This will give you a black and white display. But be careful. If you tell
the program to use a video mode that is not compatible with your equipment
you may see nothing at all.
By way of example, if you want to tell the program to use a colour
display (video mode 3) you would start up SIMBASE by issuing the following
command at the DOS prompt:
SIMBASE d=3
VI.3 THE DATA SUB-DIRECTORY
While the SIMBASE program itself is contained in a single file
called SIMBASE.EXE, the program requires several supporting files if it is to
work properly. These supporting files include three files with PREBAT play
information (PREBAT.DAT, PREBAT1.DAT, PREBAT2.DAT), three files with POSTBAT
- 13 -
play information (POSTBAT.DAT, POSTBAT1.DAT, POSTBAT2.DAT) and twenty-six
files with TEAM statistics (TEAM1, TEAM2, ... TEAM26). The program must know
how to find these files. By default, it assumes that the files are located
in the same directory that the SIMBASE.EXE program is being executed from.

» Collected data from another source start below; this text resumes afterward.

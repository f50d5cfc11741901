//! Dataset Store
//!
//! Owns one dataset directory and its index for the lifetime of a
//! session. All mutation goes through here so the index on disk is
//! updated under a single writer, and every mutating call flushes the
//! index before returning; the caller can treat a returned `Ok` as
//! durable.
//!
//! Opening is explicit about intent: `create` refuses to touch a
//! directory that already holds a dataset, `resume` refuses to invent
//! one. A stale `InProgress` encoding entry found on resume means an
//! earlier run died mid-encode; it lands in the backlog along with
//! `Pending` and `Failed` episodes.

use super::{episode_dir, write_episode, DatasetIndex, EPISODES_DIR, INDEX_FILE};
use crate::episode::SealedEpisode;
use crate::error::{Result, TelerecError};
use crate::types::EncodingStatus;
use std::path::{Path, PathBuf};

/// Single writer over a dataset directory and its index
#[derive(Debug)]
pub struct DatasetStore {
    dir: PathBuf,
    index: DatasetIndex,
}

impl DatasetStore {
    /// Open a dataset honoring the resume flag
    ///
    /// Without `resume`, an existing dataset at `dir` is a hard error so
    /// a mistyped name cannot append to the wrong dataset. With it, the
    /// dataset must already exist.
    pub fn open(dir: impl Into<PathBuf>, name: &str, resume: bool) -> Result<Self> {
        if resume {
            Self::resume(dir)
        } else {
            Self::create(dir, name)
        }
    }

    /// Create a fresh dataset directory
    pub fn create(dir: impl Into<PathBuf>, name: &str) -> Result<Self> {
        let dir = dir.into();
        let index_path = dir.join(INDEX_FILE);

        if index_path.exists() {
            return Err(TelerecError::DatasetExists { path: dir });
        }
        if dir.exists() && std::fs::read_dir(&dir).map(|mut d| d.next().is_some()).unwrap_or(false)
        {
            return Err(TelerecError::Persistence(format!(
                "{} exists and is not empty, but holds no dataset index",
                dir.display()
            )));
        }

        std::fs::create_dir_all(dir.join(EPISODES_DIR))
            .map_err(|e| TelerecError::Persistence(format!("create {}: {}", dir.display(), e)))?;

        let index = DatasetIndex::new(name);
        index.save_to_file(&index_path)?;
        tracing::info!("Created dataset '{}' at {}", name, dir.display());

        Ok(Self { dir, index })
    }

    /// Open an existing dataset to continue recording into it
    pub fn resume(dir: impl Into<PathBuf>) -> Result<Self> {
        let dir = dir.into();
        let index_path = dir.join(INDEX_FILE);

        if !index_path.exists() {
            return Err(TelerecError::Persistence(format!(
                "cannot resume: no dataset index at {}",
                index_path.display()
            )));
        }

        let index = DatasetIndex::load_from_file(&index_path)?;
        let backlog = index.episodes_needing_encoding();
        tracing::info!(
            "Resuming dataset '{}': {} episodes committed, next index {}, {} awaiting encoding",
            index.name,
            index.len(),
            index.next_episode_index(),
            backlog.len()
        );

        Ok(Self { dir, index })
    }

    pub fn dir(&self) -> &Path {
        &self.dir
    }

    pub fn index(&self) -> &DatasetIndex {
        &self.index
    }

    /// Index the next sealed episode will be committed under
    pub fn next_episode_index(&self) -> u64 {
        self.index.next_episode_index()
    }

    /// Directory of one episode inside this dataset
    pub fn episode_dir(&self, index: u64) -> PathBuf {
        episode_dir(&self.dir, index)
    }

    /// Persist a sealed episode and commit it to the index
    ///
    /// Artifacts are written and synced first, then the index entry is
    /// flushed. Returns only once both are on disk.
    pub fn commit_episode(
        &mut self,
        sealed: &SealedEpisode,
        encoding: EncodingStatus,
    ) -> Result<()> {
        write_episode(&self.dir, sealed)?;
        self.index.record_sealed(&sealed.meta, encoding);
        self.save_index()
    }

    /// Durably update one episode's encoding status
    pub fn set_encoding(&mut self, episode_index: u64, status: EncodingStatus) -> Result<()> {
        if !self.index.set_encoding(episode_index, status) {
            tracing::warn!(
                "Encoding status {} for unknown episode {}",
                status,
                episode_index
            );
            return Ok(());
        }
        self.save_index()
    }

    /// Episodes whose video work is unfinished, oldest first
    pub fn encoding_backlog(&self) -> Vec<u64> {
        self.index.episodes_needing_encoding()
    }

    fn save_index(&self) -> Result<()> {
        self.index.save_to_file(&self.dir.join(INDEX_FILE))
    }
}

#[cfg(test)]
mod tests {
    use super::*;
    use crate::episode::{CameraMeta, EpisodeFrameStats, EpisodeMeta};
    use crate::types::EpisodeStatus;
    use std::time::Duration;

    fn sealed(index: u64) -> SealedEpisode {
        SealedEpisode {
            meta: EpisodeMeta {
                index,
                task: "test task".to_string(),
                status: EpisodeStatus::Completed,
                samples: 0,
                started_at: Duration::ZERO,
                ended_at: Duration::from_secs(1),
                tick_rate_hz: 30,
                state_names: vec![],
                action_names: vec![],
                cameras: vec![CameraMeta {
                    id: "top".to_string(),
                    width: 2,
                    height: 2,
                    fps: 30,
                }],
                frame_stats: EpisodeFrameStats::default(),
                recorded_at: chrono::Utc::now(),
            },
            samples: vec![],
        }
    }

    #[test]
    fn test_create_then_commit_advances_index() {
        let tmp = tempfile::tempdir().unwrap();
        let dir = tmp.path().join("ds");

        let mut store = DatasetStore::create(&dir, "ds").unwrap();
        assert_eq!(store.next_episode_index(), 0);

        for i in 0..3 {
            store
                .commit_episode(&sealed(i), EncodingStatus::Pending)
                .unwrap();
        }
        assert_eq!(store.next_episode_index(), 3);

        // The commit is durable: a fresh resume sees the same state
        let reopened = DatasetStore::resume(&dir).unwrap();
        assert_eq!(reopened.next_episode_index(), 3);
        assert_eq!(reopened.encoding_backlog(), vec![0, 1, 2]);
    }

    #[test]
    fn test_create_refuses_existing_dataset() {
        let tmp = tempfile::tempdir().unwrap();
        let dir = tmp.path().join("ds");

        DatasetStore::create(&dir, "ds").unwrap();
        let err = DatasetStore::create(&dir, "ds").unwrap_err();
        assert!(matches!(err, TelerecError::DatasetExists { .. }));
        assert!(err.is_fatal());
    }

    #[test]
    fn test_open_respects_resume_flag() {
        let tmp = tempfile::tempdir().unwrap();
        let dir = tmp.path().join("ds");

        assert!(DatasetStore::open(&dir, "ds", true).is_err());
        DatasetStore::open(&dir, "ds", false).unwrap();
        assert!(DatasetStore::open(&dir, "ds", false).is_err());
        assert!(DatasetStore::open(&dir, "ds", true).is_ok());
    }

    #[test]
    fn test_encoding_status_survives_reopen() {
        let tmp = tempfile::tempdir().unwrap();
        let dir = tmp.path().join("ds");

        let mut store = DatasetStore::create(&dir, "ds").unwrap();
        store
            .commit_episode(&sealed(0), EncodingStatus::Pending)
            .unwrap();
        store
            .commit_episode(&sealed(1), EncodingStatus::Pending)
            .unwrap();
        store.set_encoding(0, EncodingStatus::Done).unwrap();
        store.set_encoding(1, EncodingStatus::InProgress).unwrap();

        // A run that died mid-encode leaves InProgress behind; resume
        // puts it back in the backlog
        let reopened = DatasetStore::resume(&dir).unwrap();
        assert_eq!(reopened.encoding_backlog(), vec![1]);
    }

    #[test]
    fn test_nonempty_foreign_directory_is_refused() {
        let tmp = tempfile::tempdir().unwrap();
        let dir = tmp.path().join("ds");
        std::fs::create_dir_all(&dir).unwrap();
        std::fs::write(dir.join("stray.txt"), "not a dataset").unwrap();

        assert!(DatasetStore::create(&dir, "ds").is_err());
    }
}
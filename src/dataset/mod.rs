//! Dataset Persistence
//!
//! On-disk layout of one dataset:
//!
//! ```text
//! <root>/<name>/
//!   index.json                    committed episodes + encoding progress
//!   episodes/
//!     episode_000000/
//!       episode.json              metadata and samples (no pixels)
//!       cam_<id>.rgb24            raw frame stream, one frame per sample
//!       cam_<id>.mp4              encoded video, written by the pipeline
//! ```
//!
//! The index is the source of truth: an episode exists once the index
//! records it, and the next episode index is always the highest committed
//! index plus one. Index saves go through a temp file, fsync, and rename,
//! so a crash leaves either the old index or the new one, never a torn
//! write. Episode artifacts are written before the index entry; a crash
//! in between leaves an orphan directory that the next run of the same
//! index simply overwrites.
//!
//! Raw streams hold exactly one frame per sample. A sample that is
//! missing a camera's frame repeats the previous frame so the stream
//! stays aligned with the sample count, which is what lets an encoder
//! consume the stream at the tick rate without timestamps.

pub mod store;

pub use store::DatasetStore;

use crate::episode::{EpisodeMeta, SealedEpisode};
use crate::error::{Result, TelerecError};
use crate::types::{EncodingStatus, EpisodeStatus, FrameData, Sample};
use serde::{Deserialize, Serialize};
use std::collections::BTreeMap;
use std::fs::File;
use std::io::Write;
use std::path::{Path, PathBuf};

/// Index file name inside a dataset directory
pub const INDEX_FILE: &str = "index.json";
/// Directory holding per-episode subdirectories
pub const EPISODES_DIR: &str = "episodes";
/// Episode metadata file name inside an episode directory
pub const EPISODE_FILE: &str = "episode.json";
/// On-disk format version accepted by this build
pub const FORMAT_VERSION: u32 = 1;

/// Directory of one episode: `episodes/episode_000042`
pub fn episode_dir(dataset_dir: &Path, index: u64) -> PathBuf {
    dataset_dir
        .join(EPISODES_DIR)
        .join(format!("episode_{:06}", index))
}

/// Raw RGB8 stream of one camera inside an episode directory
pub fn raw_artifact_path(episode_dir: &Path, camera_id: &str) -> PathBuf {
    episode_dir.join(format!("cam_{}.rgb24", camera_id))
}

/// Encoded video of one camera inside an episode directory
pub fn video_artifact_path(episode_dir: &Path, camera_id: &str) -> PathBuf {
    episode_dir.join(format!("cam_{}.mp4", camera_id))
}

/// One committed episode as recorded in the index
#[derive(Debug, Clone, Copy, PartialEq, Eq, Serialize, Deserialize)]
pub struct IndexEntry {
    /// How the episode ended
    pub status: EpisodeStatus,
    /// Number of samples it holds
    pub samples: u64,
    /// Video encoding progress
    pub encoding: EncodingStatus,
}

/// Durable record of which episodes a dataset contains
#[derive(Debug, Clone, Serialize, Deserialize)]
pub struct DatasetIndex {
    /// On-disk format version
    pub version: u32,
    /// Dataset name, matching the directory
    pub name: String,
    /// Wall-clock creation time
    pub created_at: chrono::DateTime<chrono::Utc>,
    /// Committed episodes by index
    pub episodes: BTreeMap<u64, IndexEntry>,
}

impl DatasetIndex {
    pub fn new(name: impl Into<String>) -> Self {
        Self {
            version: FORMAT_VERSION,
            name: name.into(),
            created_at: chrono::Utc::now(),
            episodes: BTreeMap::new(),
        }
    }

    /// Index the next sealed episode will get: highest committed + 1
    pub fn next_episode_index(&self) -> u64 {
        match self.episodes.keys().next_back() {
            Some(highest) => highest + 1,
            None => 0,
        }
    }

    /// Number of committed episodes
    pub fn len(&self) -> usize {
        self.episodes.len()
    }

    pub fn is_empty(&self) -> bool {
        self.episodes.is_empty()
    }

    /// Episodes that sealed with `Completed`
    pub fn completed(&self) -> usize {
        self.episodes
            .values()
            .filter(|e| e.status == EpisodeStatus::Completed)
            .count()
    }

    /// Record a sealed episode; overwrites an orphan entry of the same
    /// index left by an interrupted earlier run
    pub fn record_sealed(&mut self, meta: &EpisodeMeta, encoding: EncodingStatus) {
        self.episodes.insert(
            meta.index,
            IndexEntry {
                status: meta.status,
                samples: meta.samples,
                encoding,
            },
        );
    }

    /// Update one episode's encoding status; false if the index has no
    /// such episode
    pub fn set_encoding(&mut self, index: u64, status: EncodingStatus) -> bool {
        match self.episodes.get_mut(&index) {
            Some(entry) => {
                entry.encoding = status;
                true
            }
            None => false,
        }
    }

    /// Episodes whose video work is not finished, oldest first
    ///
    /// Includes episodes found `InProgress`, which means an earlier run
    /// died mid-encode and the work must be redone from the raw stream.
    pub fn episodes_needing_encoding(&self) -> Vec<u64> {
        self.episodes
            .iter()
            .filter(|(_, entry)| entry.encoding.needs_encoding())
            .map(|(index, _)| *index)
            .collect()
    }

    /// Atomically persist the index: temp file, fsync, rename
    pub fn save_to_file(&self, path: &Path) -> Result<()> {
        let json = serde_json::to_string_pretty(self)
            .map_err(|e| TelerecError::Persistence(format!("serialize index: {}", e)))?;

        let tmp = path.with_file_name(format!("{}.tmp", INDEX_FILE));
        {
            let mut file = File::create(&tmp).map_err(|e| {
                TelerecError::Persistence(format!("create {}: {}", tmp.display(), e))
            })?;
            file.write_all(json.as_bytes()).map_err(|e| {
                TelerecError::Persistence(format!("write {}: {}", tmp.display(), e))
            })?;
            file.sync_all().map_err(|e| {
                TelerecError::Persistence(format!("sync {}: {}", tmp.display(), e))
            })?;
        }
        std::fs::rename(&tmp, path).map_err(|e| {
            TelerecError::Persistence(format!("rename {} -> {}: {}", tmp.display(), path.display(), e))
        })?;
        Ok(())
    }

    /// Load an index, refusing formats newer than this build understands
    pub fn load_from_file(path: &Path) -> Result<Self> {
        let json = std::fs::read_to_string(path)
            .map_err(|e| TelerecError::Persistence(format!("read {}: {}", path.display(), e)))?;
        let index: Self = serde_json::from_str(&json)
            .map_err(|e| TelerecError::Persistence(format!("parse {}: {}", path.display(), e)))?;
        if index.version != FORMAT_VERSION {
            return Err(TelerecError::Persistence(format!(
                "dataset format version {} is not supported (expected {})",
                index.version, FORMAT_VERSION
            )));
        }
        Ok(index)
    }
}

/// Serialized form of `episode.json`
#[derive(Debug, Clone, Deserialize)]
pub struct EpisodeFile {
    pub meta: EpisodeMeta,
    pub samples: Vec<Sample>,
}

#[derive(Serialize)]
struct EpisodeFileRef<'a> {
    meta: &'a EpisodeMeta,
    samples: &'a [Sample],
}

impl EpisodeFile {
    pub fn load_from_file(path: &Path) -> Result<Self> {
        let json = std::fs::read_to_string(path)
            .map_err(|e| TelerecError::Persistence(format!("read {}: {}", path.display(), e)))?;
        serde_json::from_str(&json)
            .map_err(|e| TelerecError::Persistence(format!("parse {}: {}", path.display(), e)))
    }
}

/// Write one sealed episode's artifacts: raw streams, then metadata
///
/// All files are synced before this returns; the caller then records the
/// episode in the index.
pub fn write_episode(dataset_dir: &Path, sealed: &SealedEpisode) -> Result<()> {
    let dir = episode_dir(dataset_dir, sealed.meta.index);
    std::fs::create_dir_all(&dir)
        .map_err(|e| TelerecError::Persistence(format!("create {}: {}", dir.display(), e)))?;

    for camera in &sealed.meta.cameras {
        write_raw_stream(&dir, &camera.id, camera.width, camera.height, &sealed.samples)?;
    }

    let path = dir.join(EPISODE_FILE);
    let json = serde_json::to_string_pretty(&EpisodeFileRef {
        meta: &sealed.meta,
        samples: &sealed.samples,
    })
    .map_err(|e| TelerecError::Persistence(format!("serialize episode {}: {}", sealed.meta.index, e)))?;

    let mut file = File::create(&path)
        .map_err(|e| TelerecError::Persistence(format!("create {}: {}", path.display(), e)))?;
    file.write_all(json.as_bytes())
        .map_err(|e| TelerecError::Persistence(format!("write {}: {}", path.display(), e)))?;
    file.sync_all()
        .map_err(|e| TelerecError::Persistence(format!("sync {}: {}", path.display(), e)))?;

    Ok(())
}

fn write_raw_stream(
    dir: &Path,
    camera_id: &str,
    width: u32,
    height: u32,
    samples: &[Sample],
) -> Result<()> {
    let path = raw_artifact_path(dir, camera_id);
    let file = File::create(&path)
        .map_err(|e| TelerecError::Persistence(format!("create {}: {}", path.display(), e)))?;
    let mut writer = std::io::BufWriter::new(file);

    let frame_len = FrameData::expected_len(width, height);
    let zero_frame = vec![0u8; frame_len];
    let mut last: Option<std::sync::Arc<FrameData>> = None;

    for sample in samples {
        if let Some(frame) = sample.frames.iter().find(|f| f.camera == camera_id) {
            if frame.data.byte_len() == frame_len {
                last = Some(frame.data.clone());
            } else {
                tracing::warn!(
                    "Camera '{}': frame of {} bytes does not match {}x{} stream, repeating last",
                    camera_id,
                    frame.data.byte_len(),
                    width,
                    height
                );
            }
        }
        let bytes: &[u8] = match &last {
            Some(data) => &data.pixels,
            None => &zero_frame,
        };
        writer
            .write_all(bytes)
            .map_err(|e| TelerecError::Persistence(format!("write {}: {}", path.display(), e)))?;
    }

    writer
        .flush()
        .map_err(|e| TelerecError::Persistence(format!("flush {}: {}", path.display(), e)))?;
    writer
        .get_ref()
        .sync_all()
        .map_err(|e| TelerecError::Persistence(format!("sync {}: {}", path.display(), e)))?;
    Ok(())
}

#[cfg(test)]
mod tests {
    use super::*;
    use crate::episode::{CameraMeta, EpisodeFrameStats};
    use crate::types::{FrameTag, SampleFrame, StateVector};
    use std::sync::Arc;
    use std::time::Duration;

    fn meta(index: u64, status: EpisodeStatus, samples: u64) -> EpisodeMeta {
        EpisodeMeta {
            index,
            task: "test task".to_string(),
            status,
            samples,
            started_at: Duration::ZERO,
            ended_at: Duration::from_secs(1),
            tick_rate_hz: 30,
            state_names: vec!["motor_0".to_string()],
            action_names: vec!["motor_0".to_string()],
            cameras: vec![CameraMeta {
                id: "top".to_string(),
                width: 2,
                height: 2,
                fps: 30,
            }],
            frame_stats: EpisodeFrameStats::default(),
            recorded_at: chrono::Utc::now(),
        }
    }

    fn sample(tick: u64, fill: u8) -> Sample {
        Sample {
            tick,
            timestamp: Duration::from_millis(tick * 33),
            observation: StateVector(vec![1.0]),
            action: StateVector(vec![2.0]),
            frames: vec![SampleFrame {
                camera: "top".to_string(),
                captured_at: Duration::ZERO,
                tag: FrameTag::Fresh,
                skipped: 0,
                data: Arc::new(FrameData::new(2, 2, vec![fill; 12]).unwrap()),
            }],
        }
    }

    #[test]
    fn test_next_index_is_highest_plus_one() {
        let mut index = DatasetIndex::new("test");
        assert_eq!(index.next_episode_index(), 0);

        index.record_sealed(&meta(0, EpisodeStatus::Completed, 10), EncodingStatus::Pending);
        index.record_sealed(&meta(4, EpisodeStatus::Aborted, 3), EncodingStatus::Pending);
        assert_eq!(index.next_episode_index(), 5);
    }

    #[test]
    fn test_encoding_backlog_ordering() {
        let mut index = DatasetIndex::new("test");
        for (i, status) in [
            EncodingStatus::Done,
            EncodingStatus::Pending,
            EncodingStatus::InProgress,
            EncodingStatus::Failed,
        ]
        .iter()
        .enumerate()
        {
            index.record_sealed(&meta(i as u64, EpisodeStatus::Completed, 1), *status);
        }

        assert_eq!(index.episodes_needing_encoding(), vec![1, 2, 3]);
    }

    #[test]
    fn test_index_roundtrip_is_atomic() {
        let tmp = tempfile::tempdir().unwrap();
        let path = tmp.path().join(INDEX_FILE);

        let mut index = DatasetIndex::new("roundtrip");
        index.record_sealed(&meta(0, EpisodeStatus::Completed, 7), EncodingStatus::Done);
        index.save_to_file(&path).unwrap();

        // No temp file is left behind
        assert!(path.exists());
        assert!(!path.with_file_name(format!("{}.tmp", INDEX_FILE)).exists());

        let loaded = DatasetIndex::load_from_file(&path).unwrap();
        assert_eq!(loaded.name, "roundtrip");
        assert_eq!(loaded.episodes[&0].samples, 7);
    }

    #[test]
    fn test_unknown_format_version_is_rejected() {
        let tmp = tempfile::tempdir().unwrap();
        let path = tmp.path().join(INDEX_FILE);

        let mut index = DatasetIndex::new("future");
        index.version = FORMAT_VERSION + 1;
        let json = serde_json::to_string(&index).unwrap();
        std::fs::write(&path, json).unwrap();

        assert!(DatasetIndex::load_from_file(&path).is_err());
    }

    #[test]
    fn test_write_episode_artifacts() {
        let tmp = tempfile::tempdir().unwrap();
        let sealed = SealedEpisode {
            meta: meta(2, EpisodeStatus::Completed, 3),
            samples: vec![sample(0, 10), sample(1, 20), sample(2, 30)],
        };

        write_episode(tmp.path(), &sealed).unwrap();

        let dir = episode_dir(tmp.path(), 2);
        assert!(dir.ends_with("episodes/episode_000002"));

        // Raw stream holds one 2x2 RGB frame per sample
        let raw = std::fs::read(raw_artifact_path(&dir, "top")).unwrap();
        assert_eq!(raw.len(), 3 * 12);
        assert_eq!(raw[0], 10);
        assert_eq!(raw[12], 20);
        assert_eq!(raw[24], 30);

        let file = EpisodeFile::load_from_file(&dir.join(EPISODE_FILE)).unwrap();
        assert_eq!(file.meta.index, 2);
        assert_eq!(file.samples.len(), 3);
        // Pixels are not serialized into episode.json
        assert_eq!(file.samples[0].frames[0].data.byte_len(), 0);
    }

    #[test]
    fn test_missing_camera_frame_repeats_last() {
        let tmp = tempfile::tempdir().unwrap();
        let mut second = sample(1, 99);
        second.frames.clear();

        let sealed = SealedEpisode {
            meta: meta(0, EpisodeStatus::Completed, 2),
            samples: vec![sample(0, 42), second],
        };
        write_episode(tmp.path(), &sealed).unwrap();

        let raw = std::fs::read(raw_artifact_path(&episode_dir(tmp.path(), 0), "top")).unwrap();
        assert_eq!(raw.len(), 2 * 12);
        // Second frame repeats the first
        assert_eq!(&raw[12..24], &raw[0..12]);
    }
}
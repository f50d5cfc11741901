//! Error handling for telerec-rs
//!
//! This module defines custom error types and a Result alias for use
//! throughout the crate.
//!
//! The taxonomy mirrors how failures propagate through a recording session:
//! device and camera errors are local to one device and degrade a single
//! tick, persistence errors are fatal because resume correctness depends on
//! the dataset index, and encoding errors are scoped to one episode and
//! retried on the next resume.

use thiserror::Error;

/// Main error type for telerec-rs operations
#[derive(Error, Debug)]
pub enum TelerecError {
    /// Errors from a robot arm bus (open/read/write)
    #[error("Device error on '{device}': {message}")]
    Device { device: String, message: String },

    /// Errors from a camera (open/capture)
    #[error("Camera error on '{camera}': {message}")]
    Camera { camera: String, message: String },

    /// Errors related to configuration loading/saving
    #[error("Configuration error: {0}")]
    Config(String),

    /// Dataset index write failure; fatal because resume state is no
    /// longer trustworthy
    #[error("Persistence error: {0}")]
    Persistence(String),

    /// Errors scoped to encoding a single episode
    #[error("Encoding error for episode {episode_index}: {message}")]
    Encoding { episode_index: u64, message: String },

    /// A dataset index already exists and the resume flag was not set
    #[error("Dataset already exists at {path:?}; enable resume to continue it")]
    DatasetExists { path: std::path::PathBuf },

    /// A worker channel disconnected unexpectedly
    #[error("Channel closed: {0}")]
    ChannelClosed(&'static str),

    /// Timeout waiting on a device
    #[error("Timeout: {0}")]
    Timeout(String),

    /// IO errors
    #[error("IO error: {0}")]
    Io(#[from] std::io::Error),

    /// Serialization errors
    #[error("Serialization error: {0}")]
    Serialization(String),

    /// Generic errors with context
    #[error("{context}: {source}")]
    WithContext {
        context: String,
        #[source]
        source: Box<TelerecError>,
    },
}

impl TelerecError {
    /// Add context to an error
    pub fn with_context(self, context: impl Into<String>) -> Self {
        TelerecError::WithContext {
            context: context.into(),
            source: Box::new(self),
        }
    }

    /// Create a device error for a named arm bus
    pub fn device(device: impl Into<String>, message: impl std::fmt::Display) -> Self {
        TelerecError::Device {
            device: device.into(),
            message: message.to_string(),
        }
    }

    /// Create a camera error for a named camera
    pub fn camera(camera: impl Into<String>, message: impl std::fmt::Display) -> Self {
        TelerecError::Camera {
            camera: camera.into(),
            message: message.to_string(),
        }
    }

    /// Create an encoding error scoped to one episode
    pub fn encoding(episode_index: u64, message: impl std::fmt::Display) -> Self {
        TelerecError::Encoding {
            episode_index,
            message: message.to_string(),
        }
    }

    /// Whether this error must halt the session instead of degrading it
    ///
    /// Only persistence-level failures qualify; device, camera, and encoding
    /// errors are absorbed with degraded coverage or a `failed` index entry.
    pub fn is_fatal(&self) -> bool {
        match self {
            TelerecError::Persistence(_) | TelerecError::DatasetExists { .. } => true,
            TelerecError::WithContext { source, .. } => source.is_fatal(),
            _ => false,
        }
    }
}

/// Result type alias for telerec-rs operations
pub type Result<T> = std::result::Result<T, TelerecError>;

/// Extension trait for adding context to Results
pub trait ResultExt<T> {
    /// Add context to an error result
    fn context(self, context: impl Into<String>) -> Result<T>;

    /// Add context lazily to an error result
    fn with_context<F>(self, f: F) -> Result<T>
    where
        F: FnOnce() -> String;
}

impl<T> ResultExt<T> for Result<T> {
    fn context(self, context: impl Into<String>) -> Result<T> {
        self.map_err(|e| e.with_context(context))
    }

    fn with_context<F>(self, f: F) -> Result<T>
    where
        F: FnOnce() -> String,
    {
        self.map_err(|e| e.with_context(f()))
    }
}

Thus, if you have a hard disk on your system you will probably find it most
conveneient to copy all of the files into a single sub-directory and work
directly out of that sub-directory. However for one reason or another you
may want to keep the supporting data files in a sub-directory that is
different from the one containing SIMBASE.EXE. If you do not have a hard
disk on your computer system and work with floppy disks only, for example,
you will fall into this category since it is not possible to fit all the
required files onto a single 360K double density floppy diskette. In cases
like this a way is needed to inform the program about where to find the
supporting data files.
The way you tell the program about the data sub-directory is via
the "f=" command line option. For example, suppose you are working with a
two floppy diskette system, you are using the a: drive to hold the diskette
with the SIMBASE.EXE program on it (distribution disk #1) and you are using
the b: drive to hold the diskette with the supporting data files on it
(distribution disk #2). Then you would start up the program by issuing the
following command at the DOS prompt:
SIMBASE f=b:\
You would of course issue this command from within the a:\ directory where
the SIMBASE.EXE program itself would, by assumption, be located. As another
example, suppose you have a hard disk and you have copied the the SIMBASE.EXE
program into a directory called c:\SIMBASE\ and you have copied the
supporting data files into a sub-directory of this directory called
c:\SIMBASE\DATA\. Then you would start up SIMBASE by issuing the following
command at the DOS prompt:
SIMBASE f=c:\SIMBASE\DATA\
You would of course issue this command from within the c:\SIMBASE\ directory
where the SIMBASE.EXE program itself would be located.
VI.4 THE PITCHER POWER
In Section V above the role of the "pitcher power" in the
simulations was explained. The default value of this parameter is 1.000000
but you can experiment with different values slightly greater than or less
than one. You do this with the "s=" option. Values greater than one will
put more weight on the pitchers' statistics and less on the batters' while
values less than one will have the opposite effect. For example, if you
wanted the pitcher power to be 1.010000 you would start up SIMBASE by issuing
the following command at the DOS prompt:
SIMBASE s=1.010000
It is recommended that six decimals of accuracy be included when specifying a
value for the pitcher power.
- 14 -
VII. ILLUSTRATIVE PRACTICAL RESULTS FROM THE PROGRAM
It takes about 1.75 seconds on my AT-compatible (scoring 7.7 on the
Norton SysInfo scale) to simulate one ballgame and it takes somewhat less
than 5 minutes to simulate a full 162 game season. I also tried the program
on a older but souped up IBM-PC (1.8 SysInfo) and it took 2.65 seconds per
game on that machine. Version 1 of the SIMBASE program was much slower,
requiring about 10 seconds per game on the AT-compatible and about 30 seconds
per game on the enhanced IBM-PC. The improved speed of operation was
achieved by reprogramming in the C language. These time estimates were
derived using the default random number generator and different times would
result for the other random number generators.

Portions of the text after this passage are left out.